Stephanie Cawthon, the executive director of the National Disability Center for Student Success, said all students, even those without accommodations, can benefit from the increase in students registered to receive accommodations because it incentivized faculty to restructure courses in a more accessible way for all students, like permitting flexible seating arrangements.
“As faculty members receive more requests, they change the design of their courses so that they’re not as needing to be accommodated,” Cawthon said. “The courses themselves are more accessible, so that there aren’t as many requests that really require an after-the-fact modification.”
Georgia Cochran, a sophomore who receives both academic and housing accommodations for her anxiety, said communicating with DSS was hard last year because of the staffing issues, and she doesn’t think all students were able to get proper care, though she said the communication between DSS and students has improved this year.
The DSS office’s website displays 11 staff members, consistent with the number of staff they employed in April 2025. The office’s website in April 2025 also listed five student employees, while its current website does not, though a University spokesperson said the office currently has student employees.
“I feel like it’s easier to get in contact with your representative now and stuff, I may be wrong on that, but at least that’s my experience,” Cochran said.
Cochran said she didn’t have accommodations in high school but applied going into her first year at GW because she felt she didn’t have enough time on tests. She said there are some stigmas surrounding accommodations, but increased use of them has made them more normalized among the student body.
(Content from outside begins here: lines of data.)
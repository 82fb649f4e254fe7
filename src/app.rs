//! Application orchestration and command routing.
//!
//! Handles command-line argument parsing and delegates to appropriate command handlers.

use crate::commands;
use crate::config;
use crate::logging;
use crate::transcription::OperatingPoint;
use clap::{CommandFactory, Parser, Subcommand, ValueEnum};
use clap_complete::{generate, Shell};
use std::io;
use std::path::PathBuf;

/// Voice search transcription for the genrx generic-medicine finder
#[derive(Parser)]
#[command(name = "genrx-voice")]
#[command(version)]
#[command(
    long_about = "Voice search transcription for the genrx generic-medicine finder.\n\nUploads a recorded voice query to a batch speech-to-text service, waits for\nthe job to finish and prints the transcript.\n\nEXAMPLES:\n    # Transcribe a recording and print the text\n    $ genrx-voice transcribe query.webm\n\n    # Use the standard tier in Hindi and write the result to a file\n    $ genrx-voice transcribe query.webm --language hi --operating-point standard -o query.txt\n\n    # Show the effective configuration\n    $ genrx-voice config"
)]
#[command(
    after_help = "CONFIGURATION:\n    Config file:        ~/.config/genrx-voice/genrx-voice.toml\n    API key:            SPEECHMATICS_API_KEY (environment or .env)\n    Logs:               ~/.local/state/genrx-voice/genrx-voice.log.*"
)]
struct Cli {
    #[command(subcommand)]
    command: Commands,
}

/// Quality tier accepted on the command line.
#[derive(Clone, Copy, ValueEnum)]
enum OperatingPointArg {
    Standard,
    Enhanced,
}

impl From<OperatingPointArg> for OperatingPoint {
    fn from(arg: OperatingPointArg) -> Self {
        match arg {
            OperatingPointArg::Standard => OperatingPoint::Standard,
            OperatingPointArg::Enhanced => OperatingPoint::Enhanced,
        }
    }
}

#[derive(Subcommand)]
enum Commands {
    /// Transcribe an audio file
    ///
    /// Uploads the file as a transcription job, polls until the job finishes
    /// and prints the transcript. Press Ctrl-C to cancel.
    #[command(visible_alias = "t")]
    Transcribe {
        /// Path to the audio file to transcribe
        #[arg(value_name = "FILE")]
        file: PathBuf,

        /// Write transcription to file instead of stdout
        #[arg(short, long, value_name = "OUTPUT")]
        output: Option<String>,

        /// Language code, overriding the configured one
        #[arg(short, long, value_name = "CODE")]
        language: Option<String>,

        /// Quality tier, overriding the configured one
        #[arg(long, value_enum)]
        operating_point: Option<OperatingPointArg>,
    },

    /// Show the effective configuration
    #[command(visible_alias = "c")]
    Config {
        /// Write a default configuration file if none exists
        #[arg(long)]
        init: bool,
    },

    /// Show recent log entries from the application
    Logs {
        /// Number of lines to show
        #[arg(short = 'n', long, default_value_t = 50)]
        lines: usize,
    },

    /// Generate shell completion script
    Completions {
        /// The shell to generate completions for
        #[arg(value_enum)]
        shell: Shell,
    },
}

/// Runs the main application based on command-line arguments.
///
/// # Errors
/// - If logging initialization fails
/// - If command execution fails
pub async fn run() -> Result<(), anyhow::Error> {
    let cli = Cli::parse();

    // Commands that don't need logging
    match &cli.command {
        Commands::Completions { shell } => {
            generate(*shell, &mut Cli::command(), "genrx-voice", &mut io::stdout());
            return Ok(());
        }
        Commands::Logs { lines } => return commands::handle_logs(*lines),
        _ => {}
    }

    logging::init_logging()?;
    config::load_dotenv();

    match cli.command {
        Commands::Transcribe {
            file,
            output,
            language,
            operating_point,
        } => {
            commands::handle_transcribe(file, output, language, operating_point.map(Into::into))
                .await?;
        }
        Commands::Config { init } => {
            commands::handle_config(init)?;
        }
        Commands::Completions { .. } | Commands::Logs { .. } => {
            unreachable!("These commands are handled earlier")
        }
    }

    Ok(())
}

#[cfg(test)]
mod tests {
    use super::*;

    #[test]
    fn test_cli_definition_is_valid() {
        Cli::command().debug_assert();
    }

    #[test]
    fn test_transcribe_arguments() {
        let cli = Cli::try_parse_from([
            "genrx-voice",
            "transcribe",
            "query.webm",
            "--language",
            "hi",
            "--operating-point",
            "standard",
        ])
        .unwrap();

        match cli.command {
            Commands::Transcribe {
                file,
                output,
                language,
                operating_point,
            } => {
                assert_eq!(file, PathBuf::from("query.webm"));
                assert_eq!(output, None);
                assert_eq!(language.as_deref(), Some("hi"));
                assert_eq!(
                    operating_point.map(OperatingPoint::from),
                    Some(OperatingPoint::Standard)
                );
            }
            _ => panic!("expected transcribe command"),
        }
    }
    #[test]
    fn test_config_accepts_init_only() {
        let cli = Cli::try_parse_from(["genrx-voice", "config", "--init"]).unwrap();
        assert!(matches!(cli.command, Commands::Config { init: true }));

        assert!(Cli::try_parse_from(["genrx-voice", "config", "--edit"]).is_err());
    }
}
Lilly Shaw, a junior and the president of GW Chronic Health Advocates, said DSS has supported her throughout her time at GW, and her DSS caseworker has taken time to meet with her and ensure she was getting the support she needed after adding accommodations mid-semester. She added that she had not experienced any impact because of DSS staffing shortages in past years.
“DSS does incredible work to make students feel supported,” Shaw said in an email. “I am grateful for their assistance through my years at GW so far. In fact, the DSS office has gone above and beyond at times, for example by helping me make testing accommodations when exam dates shifted.”
Heather MacDonald, a sophomore who has a mobility disability, said reduced stigma around neurodivergencies and mental health has resulted in increased accommodations in higher education compared to decades ago, though she said disabilities are still stigmatized. She added accommodations can’t always correct stigmatization by students because they don’t protect disabled students from peers asking invasive questions or from experiencing ableism from peers, though it’s a start.
“Destigmatizing disability starts with accommodation, but can only be fully achieved with education and openness surrounding the topic,” MacDonald said in a message.
MacDonald said she has had accommodations for her disability since she was in elementary school, so by the time she was applying to college, the process for applying for accommodations at GW seemed “simple.”
“I feel like both my parents and me were very used to the process,” MacDonald said. “It wasn’t something new that I had to navigate.”
Keith Altman, the managing partner of K Altman Law, a firm that specializes in special education, said most of the students registering with their school’s disability office and receiving accommodations actually need them.
He said, though, there are likely instances of students registering for accommodations who should not necessarily be eligible for them.
“What percentage of people game the system? I can’t tell you, and I don’t even know how you necessarily can detect it,” Altman said. “I’m sure it happens, but I don’t think that’s leading to the increase.”